EXERCISE REQUIREMENTS — Only the lines below between the ones containing "use uuid::Uuid;" and "pub fn required_text(field: &'static", inclusive, are to be reproduced, each exactly as it stands.

SUPPLIED DATA —
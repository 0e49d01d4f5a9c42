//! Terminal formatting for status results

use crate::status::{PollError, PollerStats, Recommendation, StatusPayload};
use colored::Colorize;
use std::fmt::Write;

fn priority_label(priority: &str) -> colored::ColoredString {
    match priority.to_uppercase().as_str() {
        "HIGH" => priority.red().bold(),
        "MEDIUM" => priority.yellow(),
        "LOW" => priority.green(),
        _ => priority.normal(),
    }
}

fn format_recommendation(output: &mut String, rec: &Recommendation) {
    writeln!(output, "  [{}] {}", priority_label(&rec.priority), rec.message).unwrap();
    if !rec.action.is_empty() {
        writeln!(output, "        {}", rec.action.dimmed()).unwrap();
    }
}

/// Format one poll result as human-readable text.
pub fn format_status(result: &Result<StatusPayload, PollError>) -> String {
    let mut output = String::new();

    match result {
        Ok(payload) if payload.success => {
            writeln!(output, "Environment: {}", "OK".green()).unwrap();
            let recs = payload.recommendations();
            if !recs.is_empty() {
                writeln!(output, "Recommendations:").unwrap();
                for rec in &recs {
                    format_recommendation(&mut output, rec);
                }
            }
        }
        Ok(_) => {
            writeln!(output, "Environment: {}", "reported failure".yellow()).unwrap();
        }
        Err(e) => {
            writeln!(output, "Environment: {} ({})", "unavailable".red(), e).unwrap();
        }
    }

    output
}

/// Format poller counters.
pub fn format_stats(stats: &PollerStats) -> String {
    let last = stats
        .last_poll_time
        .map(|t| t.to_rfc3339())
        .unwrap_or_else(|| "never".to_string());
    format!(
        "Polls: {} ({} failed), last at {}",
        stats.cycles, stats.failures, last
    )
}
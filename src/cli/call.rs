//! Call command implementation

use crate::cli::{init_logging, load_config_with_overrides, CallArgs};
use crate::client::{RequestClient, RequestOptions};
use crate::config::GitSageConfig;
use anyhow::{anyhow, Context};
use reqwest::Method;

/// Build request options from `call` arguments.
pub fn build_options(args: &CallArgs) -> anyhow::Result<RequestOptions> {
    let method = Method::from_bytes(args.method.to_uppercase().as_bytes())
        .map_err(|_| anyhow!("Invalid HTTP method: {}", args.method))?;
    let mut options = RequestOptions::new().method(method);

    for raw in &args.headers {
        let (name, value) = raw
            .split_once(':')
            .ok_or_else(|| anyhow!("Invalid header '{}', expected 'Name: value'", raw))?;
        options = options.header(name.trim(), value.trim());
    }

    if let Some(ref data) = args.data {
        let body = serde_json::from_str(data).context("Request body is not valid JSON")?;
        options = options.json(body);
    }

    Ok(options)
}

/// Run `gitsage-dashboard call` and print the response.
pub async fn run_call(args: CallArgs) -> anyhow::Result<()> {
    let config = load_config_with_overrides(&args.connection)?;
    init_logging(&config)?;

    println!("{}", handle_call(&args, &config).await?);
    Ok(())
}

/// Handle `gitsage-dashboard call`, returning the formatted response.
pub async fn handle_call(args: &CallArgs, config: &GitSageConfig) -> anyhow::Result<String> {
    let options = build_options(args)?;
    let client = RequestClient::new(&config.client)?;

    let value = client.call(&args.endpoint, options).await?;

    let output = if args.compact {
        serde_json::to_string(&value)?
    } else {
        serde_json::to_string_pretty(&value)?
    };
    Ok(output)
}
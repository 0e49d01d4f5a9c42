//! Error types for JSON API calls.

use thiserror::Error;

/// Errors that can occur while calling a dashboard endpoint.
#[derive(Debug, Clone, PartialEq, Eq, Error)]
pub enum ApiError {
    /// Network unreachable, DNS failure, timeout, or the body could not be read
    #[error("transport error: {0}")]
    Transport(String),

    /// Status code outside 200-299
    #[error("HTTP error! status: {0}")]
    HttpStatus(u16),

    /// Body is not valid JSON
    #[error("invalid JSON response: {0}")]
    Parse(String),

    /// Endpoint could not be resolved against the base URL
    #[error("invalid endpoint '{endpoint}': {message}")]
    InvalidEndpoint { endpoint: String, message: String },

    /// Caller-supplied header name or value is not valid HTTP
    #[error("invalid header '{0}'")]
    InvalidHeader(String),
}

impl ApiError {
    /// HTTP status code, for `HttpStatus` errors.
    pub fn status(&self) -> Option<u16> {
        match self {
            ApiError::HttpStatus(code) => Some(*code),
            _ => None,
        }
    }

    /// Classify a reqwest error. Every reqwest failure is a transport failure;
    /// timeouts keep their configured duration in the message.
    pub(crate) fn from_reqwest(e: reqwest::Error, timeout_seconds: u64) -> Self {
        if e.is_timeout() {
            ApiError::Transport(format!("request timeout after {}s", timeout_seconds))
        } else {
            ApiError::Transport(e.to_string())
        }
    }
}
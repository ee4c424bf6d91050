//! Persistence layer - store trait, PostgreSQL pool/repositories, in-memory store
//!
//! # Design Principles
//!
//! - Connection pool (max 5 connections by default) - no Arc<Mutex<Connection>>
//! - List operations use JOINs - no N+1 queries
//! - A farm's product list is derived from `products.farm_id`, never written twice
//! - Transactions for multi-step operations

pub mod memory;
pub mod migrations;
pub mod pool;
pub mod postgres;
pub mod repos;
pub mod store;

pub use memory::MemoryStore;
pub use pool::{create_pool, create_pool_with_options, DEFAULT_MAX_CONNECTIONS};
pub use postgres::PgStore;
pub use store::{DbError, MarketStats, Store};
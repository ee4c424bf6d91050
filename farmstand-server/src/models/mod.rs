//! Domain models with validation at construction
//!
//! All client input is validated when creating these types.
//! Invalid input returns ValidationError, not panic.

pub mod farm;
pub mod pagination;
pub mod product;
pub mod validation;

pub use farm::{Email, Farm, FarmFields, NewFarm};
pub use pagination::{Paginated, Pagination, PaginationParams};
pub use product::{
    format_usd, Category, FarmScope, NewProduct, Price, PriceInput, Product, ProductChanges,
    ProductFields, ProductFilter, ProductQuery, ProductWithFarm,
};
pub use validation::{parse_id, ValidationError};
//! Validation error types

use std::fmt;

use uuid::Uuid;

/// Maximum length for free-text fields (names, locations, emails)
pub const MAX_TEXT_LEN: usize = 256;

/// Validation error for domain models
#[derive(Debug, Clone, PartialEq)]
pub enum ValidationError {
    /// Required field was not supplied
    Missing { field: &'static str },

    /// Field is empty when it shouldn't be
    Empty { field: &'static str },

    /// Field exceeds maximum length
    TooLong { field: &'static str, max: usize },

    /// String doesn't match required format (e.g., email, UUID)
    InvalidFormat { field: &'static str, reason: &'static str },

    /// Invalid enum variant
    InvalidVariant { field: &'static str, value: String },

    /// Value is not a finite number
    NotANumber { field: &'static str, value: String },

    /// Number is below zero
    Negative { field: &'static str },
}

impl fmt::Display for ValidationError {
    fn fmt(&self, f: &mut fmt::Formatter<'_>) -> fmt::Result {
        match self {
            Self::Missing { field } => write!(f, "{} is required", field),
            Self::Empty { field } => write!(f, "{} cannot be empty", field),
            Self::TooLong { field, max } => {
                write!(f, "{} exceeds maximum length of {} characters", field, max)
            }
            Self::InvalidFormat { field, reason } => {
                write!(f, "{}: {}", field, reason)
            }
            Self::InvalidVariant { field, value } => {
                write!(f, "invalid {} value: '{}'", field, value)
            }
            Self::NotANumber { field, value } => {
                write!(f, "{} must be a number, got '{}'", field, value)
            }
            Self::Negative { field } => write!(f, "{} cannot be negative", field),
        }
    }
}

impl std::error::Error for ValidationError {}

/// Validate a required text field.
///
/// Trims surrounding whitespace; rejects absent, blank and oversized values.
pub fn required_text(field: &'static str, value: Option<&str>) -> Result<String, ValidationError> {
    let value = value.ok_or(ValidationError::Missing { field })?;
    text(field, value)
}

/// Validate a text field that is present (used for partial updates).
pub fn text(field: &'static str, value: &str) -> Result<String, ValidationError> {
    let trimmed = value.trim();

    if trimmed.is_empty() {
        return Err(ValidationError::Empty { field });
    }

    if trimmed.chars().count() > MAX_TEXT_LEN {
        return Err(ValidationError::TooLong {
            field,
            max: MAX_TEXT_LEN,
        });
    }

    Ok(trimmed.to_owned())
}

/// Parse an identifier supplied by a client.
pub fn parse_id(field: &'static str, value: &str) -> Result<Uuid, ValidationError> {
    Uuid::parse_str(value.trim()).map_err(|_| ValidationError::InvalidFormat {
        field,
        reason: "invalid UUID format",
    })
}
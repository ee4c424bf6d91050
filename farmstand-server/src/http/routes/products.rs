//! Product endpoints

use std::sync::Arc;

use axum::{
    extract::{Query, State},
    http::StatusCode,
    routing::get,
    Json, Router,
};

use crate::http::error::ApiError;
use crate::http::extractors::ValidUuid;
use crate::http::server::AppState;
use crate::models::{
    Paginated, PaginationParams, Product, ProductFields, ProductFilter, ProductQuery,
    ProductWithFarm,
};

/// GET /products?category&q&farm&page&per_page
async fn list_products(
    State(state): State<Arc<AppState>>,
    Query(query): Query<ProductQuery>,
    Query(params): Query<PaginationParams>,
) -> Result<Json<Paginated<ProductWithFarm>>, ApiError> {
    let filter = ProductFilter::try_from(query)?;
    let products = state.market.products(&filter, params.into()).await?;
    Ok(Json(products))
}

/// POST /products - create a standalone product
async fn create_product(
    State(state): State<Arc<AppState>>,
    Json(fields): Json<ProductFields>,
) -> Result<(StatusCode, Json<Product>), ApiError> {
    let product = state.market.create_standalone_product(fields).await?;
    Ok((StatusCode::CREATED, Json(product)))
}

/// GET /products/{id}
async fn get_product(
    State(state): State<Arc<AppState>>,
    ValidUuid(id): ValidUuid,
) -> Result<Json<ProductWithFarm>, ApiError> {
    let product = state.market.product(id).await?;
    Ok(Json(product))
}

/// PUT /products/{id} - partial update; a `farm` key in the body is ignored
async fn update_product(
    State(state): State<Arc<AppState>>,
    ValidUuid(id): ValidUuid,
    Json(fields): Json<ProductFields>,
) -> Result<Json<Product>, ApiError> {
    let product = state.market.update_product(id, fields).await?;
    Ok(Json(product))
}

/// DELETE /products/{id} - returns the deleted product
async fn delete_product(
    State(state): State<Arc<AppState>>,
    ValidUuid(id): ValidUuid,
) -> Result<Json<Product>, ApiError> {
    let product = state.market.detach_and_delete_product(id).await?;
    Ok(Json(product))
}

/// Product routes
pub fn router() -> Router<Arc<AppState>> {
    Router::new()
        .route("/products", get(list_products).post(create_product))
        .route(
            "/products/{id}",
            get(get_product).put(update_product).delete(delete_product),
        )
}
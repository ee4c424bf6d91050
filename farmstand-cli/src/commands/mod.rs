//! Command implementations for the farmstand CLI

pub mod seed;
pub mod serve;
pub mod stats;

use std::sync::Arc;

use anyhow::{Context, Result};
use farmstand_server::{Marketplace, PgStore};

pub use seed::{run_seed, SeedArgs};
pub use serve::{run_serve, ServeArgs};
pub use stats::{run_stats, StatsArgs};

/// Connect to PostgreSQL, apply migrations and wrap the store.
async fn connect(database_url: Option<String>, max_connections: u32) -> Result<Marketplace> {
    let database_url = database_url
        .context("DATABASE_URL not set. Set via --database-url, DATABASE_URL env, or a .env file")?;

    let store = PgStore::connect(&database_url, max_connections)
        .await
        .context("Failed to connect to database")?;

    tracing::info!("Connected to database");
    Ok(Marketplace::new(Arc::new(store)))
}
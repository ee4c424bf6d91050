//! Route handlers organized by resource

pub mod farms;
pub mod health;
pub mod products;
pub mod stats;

TASK SOLUTION —
use uuid::Uuid;

/// Maximum length for free-text fields (names, locations, emails)
pub const MAX_TEXT_LEN: usize = 256;

/// Validation error for domain models
#[derive(Debug, Clone, PartialEq)]
pub enum ValidationError {
    /// Required field was not supplied
    Missing { field: &'static str },

    /// Field is empty when it shouldn't be
    Empty { field: &'static str },

    /// Field exceeds maximum length
    TooLong { field: &'static str, max: usize },

    /// String doesn't match required format (e.g., email, UUID)
    InvalidFormat { field: &'static str, reason: &'static str },

    /// Invalid enum variant
    InvalidVariant { field: &'static str, value: String },

    /// Value is not a finite number
    NotANumber { field: &'static str, value: String },

    /// Number is below zero
    Negative { field: &'static str },
}

impl fmt::Display for ValidationError {
    fn fmt(&self, f: &mut fmt::Formatter<'_>) -> fmt::Result {
        match self {
            Self::Missing { field } => write!(f, "{} is required", field),
            Self::Empty { field } => write!(f, "{} cannot be empty", field),
            Self::TooLong { field, max } => {
                write!(f, "{} exceeds maximum length of {} characters", field, max)
            }
            Self::InvalidFormat { field, reason } => {
                write!(f, "{}: {}", field, reason)
            }
            Self::InvalidVariant { field, value } => {
                write!(f, "invalid {} value: '{}'", field, value)
            }
            Self::NotANumber { field, value } => {
                write!(f, "{} must be a number, got '{}'", field, value)
            }
            Self::Negative { field } => write!(f, "{} cannot be negative", field),
        }
    }
}

impl std::error::Error for ValidationError {}

/// Validate a required text field.
///
/// Trims surrounding whitespace; rejects absent, blank and oversized values.
pub fn required_text(field: &'static str, value: Option<&str>) -> Result<String, ValidationError> {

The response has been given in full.